Plutôt que de courir après des implants chirurgicaux à la Neuralink, Merge Labs parie sur une tout autre architecture. L’équipe est en train de développer de nouvelles architectures d’interface cerveau‑ordinateur qui interagissent avec les neurones via des molécules plutôt que des électrodes et qui font circuler les données grâce à des ultrasons à grande profondeur, tout en évitant les implants dans le tissu cérébral. La vision à long terme : des interfaces neuronales non invasives, à très haut débit, qui se vivent davantage comme du matériel grand public que comme de l’équipement clinique.
L’investissement d’OpenAI n’est pas qu’un simple chèque. L’entreprise présente les interfaces cerveau‑ordinateur comme une prochaine couche d’interface cruciale, capable de rendre l’IA plus naturelle et plus centrée sur l’humain, et prévoit de fournir à Merge Labs des modèles de base sur mesure ainsi que des systèmes d’exploitation d’IA calibrés pour interpréter des signaux cérébraux bruités.

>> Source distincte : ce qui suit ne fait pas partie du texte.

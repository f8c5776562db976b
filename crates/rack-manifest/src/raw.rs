//! Wire shapes of `docker-compose.yml` as written by users.
//!
//! Several fields accept more than one YAML shape. They decode into the
//! untagged enums below and are canonicalized by the loader; nothing outside
//! this crate sees these types.

use std::collections::BTreeMap;
use std::fmt;

use serde::Deserialize;

/// Services keyed by name, the v1 top-level shape.
pub(crate) type RawServices = BTreeMap<String, RawService>;

/// Just enough of the document to tell a v1 file from a v2 envelope.
#[derive(Debug, Default, Deserialize)]
#[serde(default)]
pub(crate) struct RawProbe {
    pub version: Option<serde_yaml::Value>,
}

impl RawProbe {
    /// A scalar `version` key marks the v2 envelope; a mapping under that
    /// key is a v1 service that happens to be called `version`.
    pub fn is_v2(&self) -> bool {
        matches!(
            self.version,
            Some(serde_yaml::Value::String(_) | serde_yaml::Value::Number(_))
        )
    }
}

/// The v2 envelope: `version` plus a `services` mapping.
#[derive(Debug, Deserialize)]
pub(crate) struct RawComposeV2 {
    #[allow(dead_code)]
    pub version: serde_yaml::Value,
    #[serde(default)]
    pub services: RawServices,
}

/// A single service entry.
#[derive(Debug, Default, Deserialize)]
#[serde(default)]
pub(crate) struct RawService {
    pub build: Option<RawBuild>,
    pub dockerfile: Option<String>,
    pub image: Option<String>,
    pub command: Option<RawCommand>,
    pub entrypoint: Option<String>,
    pub environment: Option<RawKeyValues>,
    pub labels: Option<RawKeyValues>,
    pub links: Vec<String>,
    pub ports: Vec<Scalar>,
    pub privileged: bool,
    pub volumes: Vec<String>,
}

/// `build: path` or `build: { context, dockerfile }`.
#[derive(Debug, Deserialize)]
#[serde(untagged)]
pub(crate) enum RawBuild {
    Path(String),
    Detailed {
        context: String,
        #[serde(default)]
        dockerfile: Option<String>,
    },
}

/// `command: "shell string"` or `command: [argv, tokens]`.
#[derive(Debug, Deserialize)]
#[serde(untagged)]
pub(crate) enum RawCommand {
    Shell(String),
    Argv(Vec<Scalar>),
}

/// `environment` and `labels` accept a mapping or a list of `K[=V]`.
#[derive(Debug, Deserialize)]
#[serde(untagged)]
pub(crate) enum RawKeyValues {
    Map(BTreeMap<String, Option<Scalar>>),
    List(Vec<String>),
}

/// A YAML scalar whose type the user did not pin down.
#[derive(Debug, Clone, Deserialize)]
#[serde(untagged)]
pub(crate) enum Scalar {
    Int(i64),
    Float(f64),
    Bool(bool),
    Text(String),
}

impl fmt::Display for Scalar {
    fn fmt(&self, f: &mut fmt::Formatter<'_>) -> fmt::Result {
        match self {
            Self::Int(n) => write!(f, "{n}"),
            Self::Float(n) => write!(f, "{n}"),
            Self::Bool(b) => write!(f, "{b}"),
            Self::Text(s) => write!(f, "{s}"),
        }
    }
}

#[cfg(test)]
mod tests {
    use super::*;

    #[test]
    fn decodes_polymorphic_fields() {
        let yaml = r"
web:
  build: .
  command: bin/web --port 3000
  environment:
    RACK_ENV: development
    SECRET:
  ports:
    - 5000
    - 5001:3001
worker:
  build:
    context: ./worker
    dockerfile: Dockerfile.dev
  command: [bin/worker, 2]
  environment:
    - QUEUE
    - LEVEL=debug
";
        let services: RawServices = serde_yaml::from_str(yaml).expect("decode");
        let web = &services["web"];
        assert!(matches!(web.build, Some(RawBuild::Path(ref p)) if p == "."));
        assert!(matches!(web.command, Some(RawCommand::Shell(_))));
        assert!(matches!(web.ports[0], Scalar::Int(5000)));
        assert!(matches!(web.ports[1], Scalar::Text(ref s) if s == "5001:3001"));
        match web.environment {
            Some(RawKeyValues::Map(ref map)) => assert!(map["SECRET"].is_none()),
            ref other => panic!("unexpected environment: {other:?}"),
        }

        let worker = &services["worker"];
        assert!(matches!(
            worker.build,
            Some(RawBuild::Detailed { ref dockerfile, .. }) if dockerfile.as_deref() == Some("Dockerfile.dev")
        ));
        assert!(matches!(worker.command, Some(RawCommand::Argv(ref argv)) if argv.len() == 2));
        assert!(matches!(worker.environment, Some(RawKeyValues::List(ref l)) if l.len() == 2));
    }

    #[test]
    fn probe_detects_v2_envelope() {
        let probe: RawProbe = serde_yaml::from_str("version: '2'\nservices: {}\n").expect("probe");
        assert!(probe.is_v2());

        let probe: RawProbe = serde_yaml::from_str("web:\n  image: nginx\n").expect("probe");
        assert!(!probe.is_v2());

        let probe: RawProbe =
            serde_yaml::from_str("version:\n  image: busybox\n").expect("probe");
        assert!(!probe.is_v2());
    }

    #[test]
    fn unknown_service_keys_are_ignored() {
        let services: RawServices =
            serde_yaml::from_str("db:\n  image: postgres\n  mem_limit: 512m\n").expect("decode");
        assert_eq!(services["db"].image.as_deref(), Some("postgres"));
    }
}
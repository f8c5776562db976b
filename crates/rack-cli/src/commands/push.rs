//! `rack push`: publish every service image to a registry.

use std::process::ExitCode;

use clap::Args;
use rack_build::RetryPolicy;
use rack_build::push::{self, PushOptions};

use super::{Project, engine};
use crate::output::{DIM, GREEN, RESET};

/// Arguments for the `push` command.
#[derive(Args, Debug)]
pub struct PushArgs {
    /// Registry host, optionally with a namespace.
    #[arg(long, short = 'r')]
    pub registry: String,

    /// Image tag [default: latest].
    #[arg(long, short = 't')]
    pub tag: Option<String>,

    /// Push all services into this one repository, tagged `service.tag`.
    #[arg(long)]
    pub flatten: Option<String>,
}

/// Executes the `push` command.
///
/// # Errors
///
/// Returns an error if tagging or pushing an image fails.
pub fn execute(args: PushArgs, project: &Project) -> anyhow::Result<ExitCode> {
    let engine = engine(&project.config)?;
    let options = PushOptions {
        registry: args.registry,
        tag: args.tag,
        flatten: args.flatten,
    };

    let pushed = push::push(
        &engine,
        &project.manifest,
        &project.app,
        &options,
        RetryPolicy::from_config(&project.config),
    )?;

    for target in &pushed {
        eprintln!("  {GREEN}pushed{RESET} {} {DIM}-> {}{RESET}", target.local, target.remote);
    }
    Ok(ExitCode::SUCCESS)
}
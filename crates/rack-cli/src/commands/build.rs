//! `rack build`: produce every service image without running anything.

use std::process::ExitCode;

use clap::Args;
use rack_build::{ExecuteOptions, RetryPolicy};

use super::{Project, engine};
use crate::output::{BOLD, DIM, GREEN, RESET};

/// Arguments for the `build` command.
#[derive(Args, Debug)]
pub struct BuildArgs {
    /// Build without the engine's layer cache.
    #[arg(long)]
    pub no_cache: bool,
}

/// Executes the `build` command.
///
/// # Errors
///
/// Returns an error if a build, pull, or tag fails.
pub fn execute(args: &BuildArgs, project: &Project) -> anyhow::Result<ExitCode> {
    let engine = engine(&project.config)?;
    let options = ExecuteOptions {
        use_cache: !args.no_cache,
        retry: RetryPolicy::from_config(&project.config),
    };

    let plan = rack_runtime::lifecycle::build(&engine, &project.manifest, &project.app, &options)?;

    eprintln!(
        "  {GREEN}{BOLD}Built{RESET} {} context(s), pulled {} image(s)",
        plan.builds.len(),
        plan.pulls.len()
    );
    for (canonical, source) in &plan.tags {
        eprintln!("    {canonical} {DIM}<- {source}{RESET}");
    }
    Ok(ExitCode::SUCCESS)
}
//! Effective environment of each service.
//!
//! Literal `NAME=VALUE` entries pass through. A bare `NAME` takes its value
//! from link variables first, then from the process environment, and is
//! reported missing when neither has it.

use std::collections::{BTreeMap, BTreeSet};
use std::ffi::OsString;
use std::fmt;

use crate::model::{EnvEntry, Manifest, Service};

/// Snapshot of the environment a run resolves bare names against.
///
/// Built once per run; the OS environment of this process is never
/// modified.
#[derive(Debug, Clone, Default, PartialEq, Eq)]
pub struct ProcessEnv {
    vars: BTreeMap<String, String>,
}

impl ProcessEnv {
    /// Captures the OS environment overlaid with the manifest's `.env`
    /// values.
    #[must_use]
    pub fn capture(manifest: &Manifest) -> Self {
        Self::from_os_pairs(std::env::vars_os()).with_overrides(manifest.env_file())
    }

    /// Builds an environment from OS strings. Entries whose name or value
    /// is not valid UTF-8 are skipped.
    #[must_use]
    pub fn from_os_pairs(pairs: impl IntoIterator<Item = (OsString, OsString)>) -> Self {
        Self::from_pairs(pairs.into_iter().filter_map(|(name, value)| {
            match (name.into_string(), value.into_string()) {
                (Ok(name), Ok(value)) => Some((name, value)),
                (Ok(name), Err(_)) => {
                    tracing::debug!(name = %name, "skipping environment variable with non UTF-8 value");
                    None
                }
                (Err(name), _) => {
                    tracing::debug!(name = %name.to_string_lossy(), "skipping environment variable with non UTF-8 name");
                    None
                }
            }
        }))
    }

    /// Builds an environment from explicit pairs.
    #[must_use]
    pub fn from_pairs<I, K, V>(pairs: I) -> Self
    where
        I: IntoIterator<Item = (K, V)>,
        K: Into<String>,
        V: Into<String>,
    {
        Self {
            vars: pairs
                .into_iter()
                .map(|(k, v)| (k.into(), v.into()))
                .collect(),
        }
    }

    /// Returns a copy with `overrides` replacing existing values.
    #[must_use]
    pub fn with_overrides(mut self, overrides: &BTreeMap<String, String>) -> Self {
        for (name, value) in overrides {
            let _ = self.vars.insert(name.clone(), value.clone());
        }
        self
    }

    /// Value of a variable.
    #[must_use]
    pub fn get(&self, name: &str) -> Option<&str> {
        self.vars.get(name).map(String::as_str)
    }
}

/// One resolved `NAME=VALUE` pair.
#[derive(Debug, Clone, PartialEq, Eq, PartialOrd, Ord)]
pub struct ResolvedVar {
    /// Variable name.
    pub name: String,
    /// Resolved value.
    pub value: String,
}

impl fmt::Display for ResolvedVar {
    fn fmt(&self, f: &mut fmt::Formatter<'_>) -> fmt::Result {
        write!(f, "{}={}", self.name, self.value)
    }
}

/// Outcome of resolving one service's environment.
#[derive(Debug, Clone, Default, PartialEq, Eq)]
pub struct Resolution {
    /// Variables with values, ready to pass to the engine.
    pub vars: Vec<ResolvedVar>,
    /// Bare names without a value, in declaration order.
    pub missing: Vec<String>,
}

impl Resolution {
    /// Returns whether every referenced variable has a value.
    #[must_use]
    pub fn is_complete(&self) -> bool {
        self.missing.is_empty()
    }
}

/// Resolves a service's environment against the process environment,
/// keeping declaration order.
#[must_use]
pub fn resolve(service: &Service, env: &ProcessEnv) -> Resolution {
    let mut resolution = Resolution::default();
    for entry in &service.environment {
        match entry {
            EnvEntry::Literal { name, value } => resolution.vars.push(ResolvedVar {
                name: name.clone(),
                value: value.clone(),
            }),
            EnvEntry::Inherit(name) => match env.get(name) {
                Some(value) => resolution.vars.push(ResolvedVar {
                    name: name.clone(),
                    value: value.to_string(),
                }),
                None => resolution.missing.push(name.clone()),
            },
        }
    }
    resolution
}

/// Resolves a service's environment with link variables available.
///
/// Bare names prefer link variables over the process environment. Link
/// variables the service does not name are appended, and the result is
/// sorted by name.
#[must_use]
pub fn resolve_with_links(
    service: &Service,
    env: &ProcessEnv,
    link_vars: &BTreeMap<String, String>,
) -> Resolution {
    let mut unused = link_vars.clone();
    let mut resolution = Resolution::default();

    for entry in &service.environment {
        match entry {
            EnvEntry::Literal { name, value } => resolution.vars.push(ResolvedVar {
                name: name.clone(),
                value: value.clone(),
            }),
            EnvEntry::Inherit(name) => {
                let value = unused
                    .remove(name)
                    .filter(|v| !v.is_empty())
                    .or_else(|| env.get(name).map(ToString::to_string));
                match value {
                    Some(value) => resolution.vars.push(ResolvedVar {
                        name: name.clone(),
                        value,
                    }),
                    None => resolution.missing.push(name.clone()),
                }
            }
        }
    }

    resolution
        .vars
        .extend(unused.into_iter().map(|(name, value)| ResolvedVar { name, value }));
    resolution.vars.sort_by(|a, b| a.name.cmp(&b.name));
    resolution
}

/// Aggregates the missing names of several resolutions into a
/// deduplicated, sorted list.
pub fn missing_environment<'a>(resolutions: impl IntoIterator<Item = &'a Resolution>) -> Vec<String> {
    resolutions
        .into_iter()
        .flat_map(|r| r.missing.iter().cloned())
        .collect::<BTreeSet<_>>()
        .into_iter()
        .collect()
}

Concrètement, la feuille de route logicielle d’OpenAI et les ambitions matérielles de Merge sont désormais étroitement liées autour de l’idée d’une interaction avec l’IA au niveau même de la pensée.
Ce lancement nourrit aussi le récit de rivalité entre Sam Altman et Elon Musk. Merge Labs occupe le même territoire de pointe que Neuralink, mais se situe culturellement beaucoup plus près d’un matériel natif IA que de la medtech traditionnelle, tout en s’inscrivant directement dans l’offensive plus large d’OpenAI sur les puces, les appareils et l’augmentation humaine. Dans le même temps, le fait qu’OpenAI soutienne massivement une entreprise cofondée par Altman ravive les interrogations sur la gouvernance, les conflits d’intérêts et, au fond, sur la question de savoir qui possédera la couche neuronale du futur.